**Dataset entries**
***
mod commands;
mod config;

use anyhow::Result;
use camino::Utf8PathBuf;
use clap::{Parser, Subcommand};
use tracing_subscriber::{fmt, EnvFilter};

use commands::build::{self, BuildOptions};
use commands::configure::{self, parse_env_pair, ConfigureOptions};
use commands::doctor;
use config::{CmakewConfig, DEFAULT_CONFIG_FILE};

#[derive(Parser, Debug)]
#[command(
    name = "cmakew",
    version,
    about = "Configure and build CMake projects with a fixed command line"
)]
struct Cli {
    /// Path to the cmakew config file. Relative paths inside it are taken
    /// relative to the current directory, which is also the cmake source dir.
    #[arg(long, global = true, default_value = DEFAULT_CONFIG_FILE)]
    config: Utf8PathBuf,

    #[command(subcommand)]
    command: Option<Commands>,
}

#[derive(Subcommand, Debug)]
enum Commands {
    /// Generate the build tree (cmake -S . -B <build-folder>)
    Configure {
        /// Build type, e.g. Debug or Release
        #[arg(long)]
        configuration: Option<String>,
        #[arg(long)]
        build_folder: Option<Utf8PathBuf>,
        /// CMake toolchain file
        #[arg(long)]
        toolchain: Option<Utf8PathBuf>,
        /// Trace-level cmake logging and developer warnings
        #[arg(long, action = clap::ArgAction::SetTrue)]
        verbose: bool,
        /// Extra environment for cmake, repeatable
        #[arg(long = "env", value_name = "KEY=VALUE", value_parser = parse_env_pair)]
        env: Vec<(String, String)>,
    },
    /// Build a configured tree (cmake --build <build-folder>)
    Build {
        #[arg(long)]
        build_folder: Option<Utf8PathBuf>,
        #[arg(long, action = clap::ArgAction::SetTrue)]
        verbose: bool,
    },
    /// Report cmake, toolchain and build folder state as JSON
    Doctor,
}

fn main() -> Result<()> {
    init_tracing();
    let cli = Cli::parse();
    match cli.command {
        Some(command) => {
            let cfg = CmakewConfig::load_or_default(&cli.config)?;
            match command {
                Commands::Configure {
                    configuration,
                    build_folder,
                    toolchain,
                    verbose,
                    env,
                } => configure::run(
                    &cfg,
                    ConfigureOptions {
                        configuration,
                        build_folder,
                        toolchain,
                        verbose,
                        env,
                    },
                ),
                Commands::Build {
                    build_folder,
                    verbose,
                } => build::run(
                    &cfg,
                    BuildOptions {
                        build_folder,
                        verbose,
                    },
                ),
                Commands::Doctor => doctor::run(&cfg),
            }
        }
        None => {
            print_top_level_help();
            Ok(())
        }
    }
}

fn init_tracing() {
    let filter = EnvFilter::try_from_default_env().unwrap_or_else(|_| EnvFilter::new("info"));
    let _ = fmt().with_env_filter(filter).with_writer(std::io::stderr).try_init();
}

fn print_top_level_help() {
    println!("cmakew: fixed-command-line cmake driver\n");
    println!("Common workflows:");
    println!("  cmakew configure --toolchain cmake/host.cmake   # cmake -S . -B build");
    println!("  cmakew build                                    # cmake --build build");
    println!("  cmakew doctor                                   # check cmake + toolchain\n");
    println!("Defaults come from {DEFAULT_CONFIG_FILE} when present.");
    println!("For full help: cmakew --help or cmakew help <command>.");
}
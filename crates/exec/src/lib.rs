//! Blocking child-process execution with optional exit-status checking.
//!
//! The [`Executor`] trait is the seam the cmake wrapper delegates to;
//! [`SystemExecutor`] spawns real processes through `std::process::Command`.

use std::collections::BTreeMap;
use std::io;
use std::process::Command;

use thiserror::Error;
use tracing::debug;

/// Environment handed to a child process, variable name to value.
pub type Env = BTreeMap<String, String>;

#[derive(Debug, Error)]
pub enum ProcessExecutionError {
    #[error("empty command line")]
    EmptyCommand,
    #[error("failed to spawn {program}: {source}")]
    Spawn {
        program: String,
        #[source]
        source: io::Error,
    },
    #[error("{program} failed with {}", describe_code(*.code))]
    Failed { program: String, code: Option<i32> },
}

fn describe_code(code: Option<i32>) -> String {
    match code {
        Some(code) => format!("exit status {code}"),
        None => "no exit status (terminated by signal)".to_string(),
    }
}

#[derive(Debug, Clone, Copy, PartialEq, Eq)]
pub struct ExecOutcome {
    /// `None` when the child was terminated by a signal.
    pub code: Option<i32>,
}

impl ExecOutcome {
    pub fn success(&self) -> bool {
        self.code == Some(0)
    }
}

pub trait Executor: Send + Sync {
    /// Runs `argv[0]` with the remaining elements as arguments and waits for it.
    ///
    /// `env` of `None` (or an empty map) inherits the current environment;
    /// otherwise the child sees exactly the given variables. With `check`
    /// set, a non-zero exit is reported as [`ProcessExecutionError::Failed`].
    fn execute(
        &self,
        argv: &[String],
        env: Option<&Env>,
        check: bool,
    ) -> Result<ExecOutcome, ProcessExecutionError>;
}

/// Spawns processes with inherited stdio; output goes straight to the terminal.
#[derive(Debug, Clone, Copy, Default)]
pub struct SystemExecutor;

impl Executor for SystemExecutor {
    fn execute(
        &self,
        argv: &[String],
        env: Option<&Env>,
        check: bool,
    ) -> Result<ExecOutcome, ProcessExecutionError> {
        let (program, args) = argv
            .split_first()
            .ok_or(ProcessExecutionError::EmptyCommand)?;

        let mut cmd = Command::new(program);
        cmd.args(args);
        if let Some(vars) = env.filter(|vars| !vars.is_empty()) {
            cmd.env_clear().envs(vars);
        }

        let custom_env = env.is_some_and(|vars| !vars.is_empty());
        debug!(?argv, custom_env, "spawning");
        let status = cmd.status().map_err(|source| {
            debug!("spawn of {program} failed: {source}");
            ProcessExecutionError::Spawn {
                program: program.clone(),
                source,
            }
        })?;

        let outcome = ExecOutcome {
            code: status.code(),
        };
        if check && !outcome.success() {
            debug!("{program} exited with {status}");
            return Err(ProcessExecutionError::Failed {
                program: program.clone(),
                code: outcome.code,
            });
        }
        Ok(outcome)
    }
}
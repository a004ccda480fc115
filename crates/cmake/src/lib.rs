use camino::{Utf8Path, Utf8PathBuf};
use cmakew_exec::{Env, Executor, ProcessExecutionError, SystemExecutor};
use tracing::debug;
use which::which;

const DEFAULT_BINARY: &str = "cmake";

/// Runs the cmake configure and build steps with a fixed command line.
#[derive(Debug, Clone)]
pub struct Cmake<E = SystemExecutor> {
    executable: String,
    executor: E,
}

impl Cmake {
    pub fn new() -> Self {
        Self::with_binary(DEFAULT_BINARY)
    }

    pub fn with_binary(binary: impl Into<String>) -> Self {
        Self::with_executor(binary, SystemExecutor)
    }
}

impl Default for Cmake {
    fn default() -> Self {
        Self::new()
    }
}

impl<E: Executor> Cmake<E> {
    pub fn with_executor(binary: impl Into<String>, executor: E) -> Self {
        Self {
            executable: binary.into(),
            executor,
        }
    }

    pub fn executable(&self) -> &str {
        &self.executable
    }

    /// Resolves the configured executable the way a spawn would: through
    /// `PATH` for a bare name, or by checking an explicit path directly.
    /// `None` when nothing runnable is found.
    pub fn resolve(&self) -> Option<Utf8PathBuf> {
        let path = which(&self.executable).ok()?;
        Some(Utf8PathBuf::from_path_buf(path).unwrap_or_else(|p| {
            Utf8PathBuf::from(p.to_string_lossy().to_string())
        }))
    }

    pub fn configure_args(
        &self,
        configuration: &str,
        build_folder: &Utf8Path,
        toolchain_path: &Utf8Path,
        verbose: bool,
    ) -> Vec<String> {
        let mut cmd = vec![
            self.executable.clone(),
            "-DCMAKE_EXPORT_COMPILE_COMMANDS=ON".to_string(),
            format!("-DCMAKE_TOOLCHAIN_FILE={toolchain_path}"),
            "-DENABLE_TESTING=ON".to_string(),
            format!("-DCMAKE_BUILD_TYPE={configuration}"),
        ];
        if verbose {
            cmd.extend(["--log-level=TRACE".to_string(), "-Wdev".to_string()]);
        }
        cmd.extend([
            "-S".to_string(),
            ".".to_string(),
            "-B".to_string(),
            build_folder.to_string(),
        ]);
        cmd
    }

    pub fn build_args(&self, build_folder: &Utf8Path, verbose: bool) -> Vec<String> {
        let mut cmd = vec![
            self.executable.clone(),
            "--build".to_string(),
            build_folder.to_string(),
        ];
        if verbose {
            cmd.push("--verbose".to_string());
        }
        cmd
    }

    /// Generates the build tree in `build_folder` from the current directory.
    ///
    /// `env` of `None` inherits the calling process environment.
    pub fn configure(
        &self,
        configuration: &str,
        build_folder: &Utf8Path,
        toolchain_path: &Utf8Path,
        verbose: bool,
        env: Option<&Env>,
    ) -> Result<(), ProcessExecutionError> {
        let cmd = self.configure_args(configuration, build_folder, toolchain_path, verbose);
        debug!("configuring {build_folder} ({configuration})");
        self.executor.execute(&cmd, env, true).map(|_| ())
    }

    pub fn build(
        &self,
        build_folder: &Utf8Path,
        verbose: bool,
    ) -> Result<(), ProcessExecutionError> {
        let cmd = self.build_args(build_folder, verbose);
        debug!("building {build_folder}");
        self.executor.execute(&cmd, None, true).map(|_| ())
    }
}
***
**PROBLEM TO WORK ON**
From the entries above, return exactly the line containing "cmakew configure --toolchain", the line containing "use thiserror::Error;", and all lines between, and nothing else.

**RESPONSE TO THIS TASK**
    println!("  cmakew configure --toolchain cmake/host.cmake   # cmake -S . -B build");
    println!("  cmakew build                                    # cmake --build build");
    println!("  cmakew doctor                                   # check cmake + toolchain\n");
    println!("Defaults come from {DEFAULT_CONFIG_FILE} when present.");
    println!("For full help: cmakew --help or cmakew help <command>.");
}
filename crates/exec/src/lib.rs
//! Blocking child-process execution with optional exit-status checking.
//!
//! The [`Executor`] trait is the seam the cmake wrapper delegates to;
//! [`SystemExecutor`] spawns real processes through `std::process::Command`.

use std::collections::BTreeMap;
use std::io;
use std::process::Command;

use thiserror::Error;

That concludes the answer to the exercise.